Bastianini Menunggu Inovasi Terbaru KTM untuk Membantunya

by -118 Views

Musim pertama pembalap Tech3 di atas Red Bull RC16 terbukti menjadi cobaan berat bagi Enea Bastianini. Setelah debutnya dengan tim Avintia-Ducati di MotoGP 2021, pembalap Italia tersebut pindah ke Gresini dan finis ketiga di klasemen tahun 2022 sebelum akhirnya promosi ke tim pabrikan Bologna. Namun, tahun pertamanya di tim itu diwarnai dengan cedera dan hanya berhasil finis keempat dalam kejuaraan pada 2023.
Tapi musim ini, setelah pindah dari Ducati ke tim satelit KTM, segalanya berubah drastis. Bastianini, yang sebelumnya dianggap sebagai salah satu favorit juara, sekarang berjuang untuk tidak finis di posisi terbawah setiap balapan. Saat ini ia menempati posisi ke-15 dalam klasemen dengan 31 poin, tertinggal 165 poin dari pemimpin klasemen Marc Marquez.
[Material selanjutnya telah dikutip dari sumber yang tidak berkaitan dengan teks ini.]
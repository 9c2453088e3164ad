use log::info;
use rand::rngs::StdRng;
use rand::{Rng, SeedableRng};
use std::path::Path;

use crate::core::peer::ChunkId;
use crate::utils::{Result, SwarmError};

/// The file being shared, split into chunks.
#[derive(Debug, Clone, PartialEq, Eq)]
pub struct ChunkSource {
    chunks: Vec<Vec<u8>>,
}

impl ChunkSource {
    pub fn from_chunks(chunks: Vec<Vec<u8>>) -> Self {
        Self { chunks }
    }

    /// Deterministic pseudo-random content.
    pub fn synthetic(chunk_count: usize, chunk_size: usize, seed: u64) -> Self {
        let mut rng = StdRng::seed_from_u64(seed);
        let chunks = (0..chunk_count)
            .map(|_| {
                let mut chunk = vec![0u8; chunk_size];
                rng.fill(&mut chunk[..]);
                chunk
            })
            .collect();
        Self { chunks }
    }

    /// Read `path` and split it into `chunk_size` pieces. The last one may be short.
    pub async fn from_file(path: &Path, chunk_size: usize) -> Result<Self> {
        if chunk_size == 0 {
            return Err(SwarmError::ConfigError(
                "chunk size must be positive".to_string(),
            ));
        }

        let content = tokio::fs::read(path).await.map_err(|e| {
            SwarmError::IoError(format!("Failed to read {}: {}", path.display(), e))
        })?;
        if content.is_empty() {
            return Err(SwarmError::ConfigError(format!(
                "{} is empty",
                path.display()
            )));
        }

        let chunks: Vec<Vec<u8>> = content.chunks(chunk_size).map(<[u8]>::to_vec).collect();
        info!(
            "Loaded {} ({} bytes) as {} chunks",
            path.display(),
            content.len(),
            chunks.len()
        );
        Ok(Self { chunks })
    }

    pub fn len(&self) -> usize {
        self.chunks.len()
    }

    pub fn is_empty(&self) -> bool {
        self.chunks.is_empty()
    }

    pub fn chunk(&self, chunk: ChunkId) -> Option<&[u8]> {
        self.chunks.get(chunk as usize).map(Vec::as_slice)
    }

    pub fn chunks(&self) -> impl Iterator<Item = &[u8]> {
        self.chunks.iter().map(Vec::as_slice)
    }

    pub fn total_bytes(&self) -> usize {
        self.chunks.iter().map(Vec::len).sum()
    }
}
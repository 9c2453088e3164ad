use sha2::{Digest, Sha256};

use crate::core::peer::ChunkId;
use crate::core::protocol::Verdict;
use crate::storage::ChunkSource;

pub type ChunkDigest = [u8; 32];

pub fn hash_chunk(data: &[u8]) -> ChunkDigest {
    let mut hasher = Sha256::new();
    hasher.update(data);
    hasher.finalize().into()
}

/// Expected SHA-256 digest of every chunk of the shared file.
#[derive(Debug, Clone, PartialEq, Eq)]
pub struct ChunkManifest {
    digests: Vec<ChunkDigest>,
}

impl ChunkManifest {
    pub fn from_source(source: &ChunkSource) -> Self {
        Self {
            digests: source.chunks().map(hash_chunk).collect(),
        }
    }

    pub fn len(&self) -> usize {
        self.digests.len()
    }

    pub fn is_empty(&self) -> bool {
        self.digests.is_empty()
    }

    pub fn digest(&self, chunk: ChunkId) -> Option<&ChunkDigest> {
        self.digests.get(chunk as usize)
    }

    pub fn hex_digest(&self, chunk: ChunkId) -> Option<String> {
        self.digest(chunk).map(hex::encode)
    }

    /// Chunks outside the manifest never verify.
    pub fn verify(&self, chunk: ChunkId, data: &[u8]) -> Verdict {
        let matches = self
            .digest(chunk)
            .is_some_and(|expected| *expected == hash_chunk(data));
        Verdict::from(matches)
    }
}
Prestasi terendahnya terjadi di Silverstone dua pekan lalu, di mana ia merasa menjadi pembalap terburuk di lintasan. Bastianini hanya mampu finis di urutan ke-17, tepat di depan pembalap lainnya, dan terpaut lebih dari 54 detik dari sang pemenang. Ia menggambarkan penampilannya sebagai “mungkin balapan terburuk dalam hidup saya”.
Bastianini telah meminta bantuan KTM menjelang MotoGP Aragon, balapan kedelapan dalam kalender 2025, setelah performa yang sulit di Silverstone. Ia berharap untuk melakukan peningkatan signifikan di trek Aragon dan memiliki motivasi yang lebih tinggi setelah pengalaman buruk sebelumnya.
Selain itu, pembalap asal Rimini itu bersama rekan setimnya pergi ke pabrik KTM di Austria untuk melakukan penyesuaian ergonomi dan aerodinamika di RC16 mereka. Bastianini berharap bahwa hasil pengujian tersebut akan membantu mereka untuk berkembang sesuai dengan yang mereka butuhkan.
Meskipun memiliki kontrak untuk musim depan, Bastianini menyadari bahwa masa depannya di KTM dan Tech3 mungkin terancam. Hal ini membuatnya melakukan pendekatan dengan Aprilia jika ada kesempatan. Ia juga sedang mempertimbangkan opsi lain seperti Honda, baik melalui rekrutmen langsung atau melalui asosiasi dengan Tech3 untuk menjadi tim satelit. Langkah ini dilakukan untuk mempersiapkan diri menghadapi berbagai kemungkinan yang ada di dunia balap MotoGP.